• ASSIGNMENT:
Your response should contain each line of the data that includes "describe".

• Collected data:
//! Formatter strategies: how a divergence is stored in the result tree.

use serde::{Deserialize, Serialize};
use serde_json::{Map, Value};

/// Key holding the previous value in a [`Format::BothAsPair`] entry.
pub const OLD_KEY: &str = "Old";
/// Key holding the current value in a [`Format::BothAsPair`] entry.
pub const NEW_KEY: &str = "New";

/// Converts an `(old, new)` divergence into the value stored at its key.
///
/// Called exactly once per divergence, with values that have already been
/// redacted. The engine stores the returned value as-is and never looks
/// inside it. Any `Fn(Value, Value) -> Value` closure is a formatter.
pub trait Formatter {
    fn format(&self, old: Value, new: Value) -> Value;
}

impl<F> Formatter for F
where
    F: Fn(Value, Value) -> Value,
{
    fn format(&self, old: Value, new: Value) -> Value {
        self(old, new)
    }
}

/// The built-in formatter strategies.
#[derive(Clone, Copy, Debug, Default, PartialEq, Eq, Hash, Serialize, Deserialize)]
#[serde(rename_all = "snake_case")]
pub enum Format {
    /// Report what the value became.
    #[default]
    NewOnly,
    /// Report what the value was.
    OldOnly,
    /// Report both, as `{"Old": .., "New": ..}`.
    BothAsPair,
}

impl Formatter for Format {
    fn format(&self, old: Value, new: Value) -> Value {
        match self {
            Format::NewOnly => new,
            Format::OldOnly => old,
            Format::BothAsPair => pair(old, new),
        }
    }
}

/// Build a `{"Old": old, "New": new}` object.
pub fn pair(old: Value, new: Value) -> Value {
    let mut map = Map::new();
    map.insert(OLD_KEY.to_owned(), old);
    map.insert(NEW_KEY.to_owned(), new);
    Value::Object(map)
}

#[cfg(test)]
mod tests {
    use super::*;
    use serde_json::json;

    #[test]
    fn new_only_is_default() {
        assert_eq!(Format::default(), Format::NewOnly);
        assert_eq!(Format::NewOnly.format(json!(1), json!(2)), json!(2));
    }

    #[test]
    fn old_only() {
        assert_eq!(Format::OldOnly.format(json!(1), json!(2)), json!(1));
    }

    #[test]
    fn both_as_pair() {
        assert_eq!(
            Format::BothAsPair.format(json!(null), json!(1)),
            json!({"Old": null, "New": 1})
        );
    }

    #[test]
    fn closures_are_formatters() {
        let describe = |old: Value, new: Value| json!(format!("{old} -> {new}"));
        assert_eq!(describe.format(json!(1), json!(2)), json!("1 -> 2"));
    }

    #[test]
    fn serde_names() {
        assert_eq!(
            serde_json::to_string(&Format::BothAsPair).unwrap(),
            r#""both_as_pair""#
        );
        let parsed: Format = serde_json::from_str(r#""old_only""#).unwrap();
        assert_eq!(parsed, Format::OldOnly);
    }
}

• ANSWER:
        let describe = |old: Value, new: Value| json!(format!("{old} -> {new}"));
        assert_eq!(describe.format(json!(1), json!(2)), json!("1 -> 2"));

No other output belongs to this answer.